The API comes with a sanitized version of the database that includes the following collectives:
- http://localhost:3000/opensource
- http://localhost:3000/apex
- http://localhost:3000/railsgirlsatl
- http://localhost:3000/tipbox
- http://localhost:3000/brusselstogether
- http://localhost:3000/veganizerbxl
Tests
We are using Jest for testing.
You can run the tests using npm test
or more specifically npm run test:src
, npm run test:server
, npm run test:e2e
.
End-to-end tests are using Cypress.
Stack
We are using NodeJS.
The Frontend is using next (which includes Webpack and hot module reloading), React.

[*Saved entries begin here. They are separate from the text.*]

//! Session-keyed in-memory cart store.
//!
//! Each session id maps to its own [`Cart`] behind a `tokio::sync::Mutex`.
//! The map itself is a `moka` cache, which gives us:
//!
//! - creation on first mutating access (`get_with`)
//! - eviction of carts idle for longer than `CART_IDLE_TTL_SECS`
//! - a hard cap on the number of sessions held in memory
//!
//! Reads of an unknown session return an empty cart without creating one.
//! Nothing is persisted: a restart drops every cart.

use std::sync::Arc;

use moka::future::Cache;
use tokio::sync::Mutex;
use tracing::{debug, instrument};

use verdant_core::{Cart, ProductId, SessionId};

use crate::config::CartStoreConfig;

type SharedCart = Arc<Mutex<Cart>>;

/// Process-wide cart storage, owned by [`AppState`](crate::state::AppState).
#[derive(Clone)]
pub struct CartStore {
    carts: Cache<SessionId, SharedCart>,
}

impl CartStore {
    /// Create an empty store with the given limits.
    #[must_use]
    pub fn new(config: &CartStoreConfig) -> Self {
        let carts = Cache::builder()
            .max_capacity(config.max_sessions)
            .time_to_idle(config.idle_ttl)
            .eviction_listener(|session: Arc<SessionId>, _cart, cause| {
                debug!(session = %session, ?cause, "Cart evicted");
            })
            .build();

        Self { carts }
    }

    /// Copy of the session's cart, or an empty cart if it has none.
    pub async fn snapshot(&self, session: &SessionId) -> Cart {
        match self.carts.get(session).await {
            Some(cart) => cart.lock().await.clone(),
            None => Cart::new(),
        }
    }

    /// Add `quantity` units of a product, creating the cart if needed.
    ///
    /// Returns the cart after the change.
    #[instrument(skip_all, fields(session = %session, product_id = %product_id))]
    pub async fn add_item(&self, session: &SessionId, product_id: &ProductId, quantity: u32) -> Cart {
        let cart = self
            .carts
            .get_with(session.clone(), async {
                debug!("Creating cart");
                Arc::new(Mutex::new(Cart::new()))
            })
            .await;

        let mut cart = cart.lock().await;
        let total = cart.add_item(product_id, quantity);
        debug!(quantity = total, "Line quantity after add");
        cart.clone()
    }

    /// Set a line's quantity; zero or less removes it.
    ///
    /// Unknown sessions and products are left untouched.
    #[instrument(skip_all, fields(session = %session, product_id = %product_id))]
    pub async fn update_quantity(
        &self,
        session: &SessionId,
        product_id: &ProductId,
        quantity: i64,
    ) -> Cart {
        self.modify_existing(session, |cart| {
            cart.update_quantity(product_id, quantity);
        })
        .await
    }

    /// Remove a product's line if present.
    #[instrument(skip_all, fields(session = %session, product_id = %product_id))]
    pub async fn remove_item(&self, session: &SessionId, product_id: &ProductId) -> Cart {
        self.modify_existing(session, |cart| {
            cart.remove_item(product_id);
        })
        .await
    }

    /// Empty the session's cart.
    #[instrument(skip_all, fields(session = %session))]
    pub async fn clear(&self, session: &SessionId) -> Cart {
        self.modify_existing(session, Cart::clear).await
    }

    /// Approximate number of sessions currently holding a cart.
    #[must_use]
    pub fn session_count(&self) -> u64 {
        self.carts.entry_count()
    }

    /// Run a mutation against an existing cart without creating one.
    async fn modify_existing<F>(&self, session: &SessionId, mutate: F) -> Cart
    where
        F: FnOnce(&mut Cart),
    {
        let Some(cart) = self.carts.get(session).await else {
            debug!("No cart for session, nothing to change");
            return Cart::new();
        };

        let mut cart = cart.lock().await;
        mutate(&mut cart);
        cart.clone()
    }

    #[cfg(test)]
    pub(crate) async fn sync(&self) {
        self.carts.run_pending_tasks().await;
    }
}

#[cfg(test)]
#[allow(clippy::unwrap_used)]
mod tests {
    use std::time::Duration;

    use super::*;

    fn store() -> CartStore {
        CartStore::new(&CartStoreConfig::default())
    }

    fn session(s: &str) -> SessionId {
        SessionId::parse(s).unwrap()
    }

    fn pid(s: &str) -> ProductId {
        ProductId::parse(s).unwrap()
    }

    #[tokio::test]
    async fn test_add_creates_cart() {
        let store = store();
        let alice = session("alice-session");

        assert!(store.snapshot(&alice).await.is_empty());

        let cart = store.add_item(&alice, &pid("p1"), 2).await;
        assert_eq!(cart.total_items(), 2);

        let cart = store.add_item(&alice, &pid("p1"), 3).await;
        assert_eq!(cart.len(), 1);
        assert_eq!(cart.get(&pid("p1")).unwrap().quantity, 5);
    }

    #[tokio::test]
    async fn test_sessions_are_isolated() {
        let store = store();
        let alice = session("alice-session");
        let bob = session("bob-session1");

        store.add_item(&alice, &pid("fern"), 1).await;
        store.add_item(&bob, &pid("cactus"), 4).await;

        let alice_cart = store.snapshot(&alice).await;
        let bob_cart = store.snapshot(&bob).await;
        assert!(alice_cart.get(&pid("cactus")).is_none());
        assert!(bob_cart.get(&pid("fern")).is_none());
        assert_eq!(bob_cart.total_items(), 4);
    }

    #[tokio::test]
    async fn test_reads_do_not_create_carts() {
        let store = store();
        let ghost = session("ghost-session");

        store.snapshot(&ghost).await;
        store.remove_item(&ghost, &pid("p1")).await;
        store.update_quantity(&ghost, &pid("p1"), 3).await;
        store.clear(&ghost).await;
        store.sync().await;

        assert_eq!(store.session_count(), 0);
    }

    #[tokio::test]
    async fn test_update_and_remove() {
        let store = store();
        let s = session("update-session");
        store.add_item(&s, &pid("a"), 1).await;
        store.add_item(&s, &pid("b"), 1).await;

        let cart = store.update_quantity(&s, &pid("a"), 7).await;
        assert_eq!(cart.get(&pid("a")).unwrap().quantity, 7);

        let cart = store.update_quantity(&s, &pid("a"), 0).await;
        assert!(cart.get(&pid("a")).is_none());

        let cart = store.remove_item(&s, &pid("missing")).await;
        assert_eq!(cart.len(), 1);

        let cart = store.remove_item(&s, &pid("b")).await;
        assert!(cart.is_empty());
    }

    #[tokio::test]
    async fn test_clear() {
        let store = store();
        let s = session("clear-session");
        store.add_item(&s, &pid("a"), 2).await;

        assert!(store.clear(&s).await.is_empty());
        assert!(store.snapshot(&s).await.is_empty());
    }

    #[tokio::test]
    async fn test_concurrent_adds_are_not_lost() {
        let store = store();
        let s = session("busy-session");

        let tasks: Vec<_> = (0..50)
            .map(|_| {
                let store = store.clone();
                let s = s.clone();
                tokio::spawn(async move {
                    store.add_item(&s, &pid("p1"), 1).await;
                })
            })
            .collect();
        for task in tasks {
            task.await.unwrap();
        }

        let cart = store.snapshot(&s).await;
        assert_eq!(cart.len(), 1);
        assert_eq!(cart.total_items(), 50);
    }

    #[tokio::test]
    async fn test_idle_carts_expire() {
        let store = CartStore::new(&CartStoreConfig {
            idle_ttl: Duration::from_millis(50),
            max_sessions: 100,
        });
        let s = session("sleepy-session");
        store.add_item(&s, &pid("p1"), 1).await;

        tokio::time::sleep(Duration::from_millis(200)).await;

        assert!(store.snapshot(&s).await.is_empty());
    }
}
//! HTTP client for the cart API.

use std::sync::Arc;

use reqwest::{Method, RequestBuilder};
use serde::de::DeserializeOwned;
use tracing::{debug, instrument};
use url::Url;

use verdant_core::api::{
    AddItemRequest, CartMutationResponse, CartResponse, CartSummary, ErrorResponse,
    ProductListResponse, UpdateQuantityRequest,
};
use verdant_core::{Cart, Product, ProductId, SessionId};

use crate::error::{ClientError, Result};

/// Longest slice of an unstructured error body kept in `ClientError::Http`.
const MAX_ERROR_BODY_CHARS: usize = 200;

/// Client for the Verdant cart API.
///
/// Every operation issues exactly one request. Failures are returned to the
/// caller as-is; nothing is retried.
#[derive(Clone)]
pub struct CartClient {
    inner: Arc<CartClientInner>,
}

struct CartClientInner {
    client: reqwest::Client,
    base_url: Url,
}

impl CartClient {
    /// Create a client for the API served at `base_url`
    /// (e.g. `http://127.0.0.1:3000`).
    ///
    /// # Errors
    ///
    /// Returns `ClientError::InvalidBaseUrl` if `base_url` is not an absolute
    /// http(s) URL.
    pub fn new(base_url: &str) -> Result<Self> {
        Self::with_http_client(reqwest::Client::new(), base_url)
    }

    /// Create a client that sends requests through an existing
    /// `reqwest::Client`.
    ///
    /// # Errors
    ///
    /// Returns `ClientError::InvalidBaseUrl` if `base_url` is not an absolute
    /// http(s) URL.
    pub fn with_http_client(client: reqwest::Client, base_url: &str) -> Result<Self> {
        let invalid = |reason: String| ClientError::InvalidBaseUrl {
            url: base_url.to_string(),
            reason,
        };

        let parsed = Url::parse(base_url).map_err(|e| invalid(e.to_string()))?;
        if !matches!(parsed.scheme(), "http" | "https") {
            return Err(invalid(format!("unsupported scheme {}", parsed.scheme())));
        }
        if parsed.cannot_be_a_base() {
            return Err(invalid("URL cannot be a base".to_string()));
        }

        Ok(Self {
            inner: Arc::new(CartClientInner {
                client,
                base_url: parsed,
            }),
        })
    }

    /// The base URL requests are resolved against.
    #[must_use]
    pub fn base_url(&self) -> &Url {
        &self.inner.base_url
    }

    // =========================================================================
    // Cart
    // =========================================================================

    /// Fetch the session's cart.
    ///
    /// # Errors
    ///
    /// Returns an error if the request fails or the response is not a cart.
    #[instrument(skip_all, fields(session = %session))]
    pub async fn fetch(&self, session: &SessionId) -> Result<Cart> {
        let url = self.endpoint(&["api", "cart", session.as_str()]);
        let response: CartResponse = self.send(self.request(Method::GET, url)).await?;
        Ok(Cart::from_items(response.items))
    }

    /// Add `quantity` units of a product to the session's cart.
    ///
    /// # Errors
    ///
    /// Returns an error if the request fails or the server rejects it.
    #[instrument(skip_all, fields(session = %session, product_id = %product_id, quantity = quantity))]
    pub async fn add(
        &self,
        session: &SessionId,
        product_id: &ProductId,
        quantity: u32,
    ) -> Result<Cart> {
        let url = self.endpoint(&["api", "cart", session.as_str()]);
        let request = self
            .request(Method::POST, url)
            .json(&AddItemRequest::new(product_id, quantity));
        self.mutate(request).await
    }

    /// Set a line's quantity; zero or less removes the line.
    ///
    /// # Errors
    ///
    /// Returns an error if the request fails or the server rejects it.
    #[instrument(skip_all, fields(session = %session, product_id = %product_id, quantity = quantity))]
    pub async fn update(
        &self,
        session: &SessionId,
        product_id: &ProductId,
        quantity: i64,
    ) -> Result<Cart> {
        let url = self.endpoint(&["api", "cart", session.as_str(), "items", product_id.as_str()]);
        let request = self.request(Method::PUT, url).json(&UpdateQuantityRequest {
            quantity: Some(quantity),
        });
        self.mutate(request).await
    }

    /// Remove a product's line. Removing an absent product succeeds.
    ///
    /// # Errors
    ///
    /// Returns an error if the request fails or the server rejects it.
    #[instrument(skip_all, fields(session = %session, product_id = %product_id))]
    pub async fn remove(&self, session: &SessionId, product_id: &ProductId) -> Result<Cart> {
        let url = self.endpoint(&["api", "cart", session.as_str(), "items", product_id.as_str()]);
        self.mutate(self.request(Method::DELETE, url)).await
    }

    /// Empty the session's cart.
    ///
    /// # Errors
    ///
    /// Returns an error if the request fails or the server rejects it.
    #[instrument(skip_all, fields(session = %session))]
    pub async fn clear(&self, session: &SessionId) -> Result<Cart> {
        let url = self.endpoint(&["api", "cart", session.as_str()]);
        self.mutate(self.request(Method::DELETE, url)).await
    }

    /// Totals for the session's cart at current catalog prices.
    ///
    /// # Errors
    ///
    /// Returns an error if the request fails or the response is malformed.
    #[instrument(skip_all, fields(session = %session))]
    pub async fn summary(&self, session: &SessionId) -> Result<CartSummary> {
        let url = self.endpoint(&["api", "cart", session.as_str(), "summary"]);
        self.send(self.request(Method::GET, url)).await
    }

    // =========================================================================
    // Products
    // =========================================================================

    /// List the catalog, optionally restricted to one category.
    ///
    /// # Errors
    ///
    /// Returns an error if the request fails or the response is malformed.
    #[instrument(skip(self))]
    pub async fn products(&self, category: Option<&str>) -> Result<Vec<Product>> {
        let mut url = self.endpoint(&["api", "products"]);
        if let Some(category) = category {
            url.query_pairs_mut().append_pair("category", category);
        }
        let response: ProductListResponse = self.send(self.request(Method::GET, url)).await?;
        Ok(response.products)
    }

    /// Fetch a single product.
    ///
    /// # Errors
    ///
    /// Returns `ClientError::Http` with status 404 for an unknown product.
    #[instrument(skip_all, fields(product_id = %product_id))]
    pub async fn product(&self, product_id: &ProductId) -> Result<Product> {
        let url = self.endpoint(&["api", "products", product_id.as_str()]);
        self.send(self.request(Method::GET, url)).await
    }

    // =========================================================================
    // Transport
    // =========================================================================

    /// Resolve path segments against the base URL, percent-encoding each one.
    fn endpoint(&self, segments: &[&str]) -> Url {
        let mut url = self.inner.base_url.clone();
        // Checked in the constructor
        if let Ok(mut path) = url.path_segments_mut() {
            path.pop_if_empty().extend(segments);
        }
        url
    }

    fn request(&self, method: Method, url: Url) -> RequestBuilder {
        self.inner.client.request(method, url)
    }

    async fn mutate(&self, request: RequestBuilder) -> Result<Cart> {
        let response: CartMutationResponse = self.send(request).await?;
        debug!(message = %response.message, lines = response.items.len(), "Cart updated");
        Ok(Cart::from_items(response.items))
    }

    async fn send<T: DeserializeOwned>(&self, request: RequestBuilder) -> Result<T> {
        let response = request.send().await?;
        let status = response.status();
        let body = response.text().await?;

        if !status.is_success() {
            let message = error_message(status, &body);
            debug!(status = %status, message = %message, "Cart API returned non-success status");
            return Err(ClientError::Http { status, message });
        }

        serde_json::from_str(&body).map_err(|e| {
            tracing::warn!(
                error = %e,
                body = %body.chars().take(MAX_ERROR_BODY_CHARS).collect::<String>(),
                "Failed to parse cart API response"
            );
            ClientError::Decode(e)
        })
    }
}

impl std::fmt::Debug for CartClient {
    fn fmt(&self, f: &mut std::fmt::Formatter<'_>) -> std::fmt::Result {
        f.debug_struct("CartClient")
            .field("base_url", &self.inner.base_url.as_str())
            .finish_non_exhaustive()
    }
}

/// Message for a failed response: the `{error}` field when present, else a
/// prefix of the raw body, else the status reason.
fn error_message(status: reqwest::StatusCode, body: &str) -> String {
    if let Ok(ErrorResponse { error }) = serde_json::from_str::<ErrorResponse>(body) {
        return error;
    }

    let trimmed = body.trim();
    if trimmed.is_empty() {
        status
            .canonical_reason()
            .unwrap_or("Unknown error")
            .to_string()
    } else {
        trimmed.chars().take(MAX_ERROR_BODY_CHARS).collect()
    }
}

The API is using Postgres, GraphQL.
Localize
To add a translation to a new language, copy paste the en.json
from frontend/src/lang
and rename the copy using the 2 or 4 letter code for your country/language (e.g. fr-BE.json
or fr.json
).
You will also need to copy paste the last line in frontend/scripts/translate.js
:
fs.writeFileSync(LANG_DIR + 'ja.json', JSON.stringify(translatedMessages('ja'), null, 2));
and replace ja
with your 2-4 letter locale code.
Then you can submit a pull request, like this one :-) opencollective#119
Contributing
- Your commits conform to the conventions established here
- This project used commitizen and semantic-release to handle npm version from CI
- run git add first to add your changes to staging
- use
npm run commit
to commit, and CI will do the rest. - if changes contain breaking change, use
BREAKING CHANGE
keyword in the comment to trigger major release - before push to git and trigger CI, you can dry run
npm run semantic-release
locally to make sure the version number is push as expected.